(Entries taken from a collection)
= Beginning of Section =
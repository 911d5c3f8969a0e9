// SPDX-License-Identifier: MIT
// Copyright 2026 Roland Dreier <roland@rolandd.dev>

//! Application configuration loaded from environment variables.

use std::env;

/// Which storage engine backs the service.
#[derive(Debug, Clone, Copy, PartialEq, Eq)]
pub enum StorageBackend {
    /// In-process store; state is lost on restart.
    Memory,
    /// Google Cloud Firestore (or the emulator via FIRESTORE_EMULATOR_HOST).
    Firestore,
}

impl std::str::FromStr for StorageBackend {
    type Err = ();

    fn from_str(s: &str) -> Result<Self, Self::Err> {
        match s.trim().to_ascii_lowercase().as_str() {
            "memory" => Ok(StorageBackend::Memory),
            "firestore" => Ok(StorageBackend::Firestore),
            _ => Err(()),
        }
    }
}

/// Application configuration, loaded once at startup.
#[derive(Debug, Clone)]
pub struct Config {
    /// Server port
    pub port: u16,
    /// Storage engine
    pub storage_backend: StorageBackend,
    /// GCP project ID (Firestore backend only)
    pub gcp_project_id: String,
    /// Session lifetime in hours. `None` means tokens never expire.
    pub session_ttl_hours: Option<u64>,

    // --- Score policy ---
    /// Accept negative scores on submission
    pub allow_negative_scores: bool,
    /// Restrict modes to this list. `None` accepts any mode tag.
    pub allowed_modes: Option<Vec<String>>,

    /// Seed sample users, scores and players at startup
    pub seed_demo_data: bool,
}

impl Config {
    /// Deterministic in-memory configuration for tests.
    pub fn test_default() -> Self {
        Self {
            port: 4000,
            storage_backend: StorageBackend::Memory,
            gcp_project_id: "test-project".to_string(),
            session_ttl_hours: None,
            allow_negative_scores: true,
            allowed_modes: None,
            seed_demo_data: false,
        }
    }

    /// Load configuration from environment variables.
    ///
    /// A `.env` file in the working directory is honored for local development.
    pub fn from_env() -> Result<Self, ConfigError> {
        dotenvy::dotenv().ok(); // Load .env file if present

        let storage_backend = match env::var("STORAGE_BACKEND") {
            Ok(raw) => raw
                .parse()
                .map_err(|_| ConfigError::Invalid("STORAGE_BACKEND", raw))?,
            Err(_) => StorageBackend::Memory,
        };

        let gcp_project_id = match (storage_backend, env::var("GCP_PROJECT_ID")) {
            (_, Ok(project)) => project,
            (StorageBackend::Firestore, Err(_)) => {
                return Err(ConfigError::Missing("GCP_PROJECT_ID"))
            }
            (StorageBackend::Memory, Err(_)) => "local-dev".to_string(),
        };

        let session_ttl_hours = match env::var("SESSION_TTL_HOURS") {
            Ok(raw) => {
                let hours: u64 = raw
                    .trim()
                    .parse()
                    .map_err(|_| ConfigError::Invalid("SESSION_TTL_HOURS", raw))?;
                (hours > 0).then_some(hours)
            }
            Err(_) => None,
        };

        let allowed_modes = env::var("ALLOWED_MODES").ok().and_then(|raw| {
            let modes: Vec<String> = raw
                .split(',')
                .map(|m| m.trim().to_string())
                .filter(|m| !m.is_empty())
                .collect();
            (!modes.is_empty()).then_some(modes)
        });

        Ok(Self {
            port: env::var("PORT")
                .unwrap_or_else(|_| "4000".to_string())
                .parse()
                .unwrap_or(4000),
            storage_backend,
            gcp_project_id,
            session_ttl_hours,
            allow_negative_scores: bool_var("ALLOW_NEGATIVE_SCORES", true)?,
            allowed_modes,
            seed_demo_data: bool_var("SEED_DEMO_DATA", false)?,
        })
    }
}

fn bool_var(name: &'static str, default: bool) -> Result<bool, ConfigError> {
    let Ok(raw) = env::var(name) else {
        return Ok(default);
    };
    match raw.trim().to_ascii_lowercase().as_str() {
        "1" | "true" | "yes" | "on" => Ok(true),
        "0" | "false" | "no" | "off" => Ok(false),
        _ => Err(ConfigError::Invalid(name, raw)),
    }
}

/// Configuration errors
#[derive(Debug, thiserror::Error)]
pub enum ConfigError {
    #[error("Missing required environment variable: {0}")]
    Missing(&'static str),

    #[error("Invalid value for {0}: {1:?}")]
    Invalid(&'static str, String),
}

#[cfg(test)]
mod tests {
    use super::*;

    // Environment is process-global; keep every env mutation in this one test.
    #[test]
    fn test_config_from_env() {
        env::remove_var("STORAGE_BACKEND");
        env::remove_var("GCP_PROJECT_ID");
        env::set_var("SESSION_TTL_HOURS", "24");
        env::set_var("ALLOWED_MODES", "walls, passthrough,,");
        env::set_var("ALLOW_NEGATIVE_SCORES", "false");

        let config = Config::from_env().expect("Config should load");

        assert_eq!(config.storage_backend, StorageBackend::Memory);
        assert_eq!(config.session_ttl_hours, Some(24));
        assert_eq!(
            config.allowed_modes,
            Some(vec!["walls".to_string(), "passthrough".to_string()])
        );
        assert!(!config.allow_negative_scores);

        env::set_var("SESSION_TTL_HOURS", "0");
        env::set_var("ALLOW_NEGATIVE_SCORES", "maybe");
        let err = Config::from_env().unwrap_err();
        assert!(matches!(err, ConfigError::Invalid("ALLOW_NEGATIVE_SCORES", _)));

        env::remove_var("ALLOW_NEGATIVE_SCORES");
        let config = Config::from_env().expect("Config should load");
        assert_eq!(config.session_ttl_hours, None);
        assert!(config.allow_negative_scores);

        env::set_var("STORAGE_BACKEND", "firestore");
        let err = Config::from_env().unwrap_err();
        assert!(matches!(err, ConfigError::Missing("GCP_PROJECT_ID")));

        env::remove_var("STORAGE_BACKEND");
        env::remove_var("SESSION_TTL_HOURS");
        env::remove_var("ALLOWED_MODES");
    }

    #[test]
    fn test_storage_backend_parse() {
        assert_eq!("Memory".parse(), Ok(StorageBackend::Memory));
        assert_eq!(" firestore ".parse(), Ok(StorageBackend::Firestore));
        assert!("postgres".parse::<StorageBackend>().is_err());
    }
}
= End of Section =
**To do:** Please reproduce exactly the lines above, beginning with the first and ending with the line that contains "impl std::str::FromStr for", and include nothing outside that range.

**Result of this task:**
repository 911d5c3f8969a0e9
// SPDX-License-Identifier: MIT
// Copyright 2026 Roland Dreier <roland@rolandd.dev>

//! Application configuration loaded from environment variables.

use std::env;

/// Which storage engine backs the service.
#[derive(Debug, Clone, Copy, PartialEq, Eq)]
pub enum StorageBackend {
    /// In-process store; state is lost on restart.
    Memory,
    /// Google Cloud Firestore (or the emulator via FIRESTORE_EMULATOR_HOST).
    Firestore,
}

impl std::str::FromStr for StorageBackend {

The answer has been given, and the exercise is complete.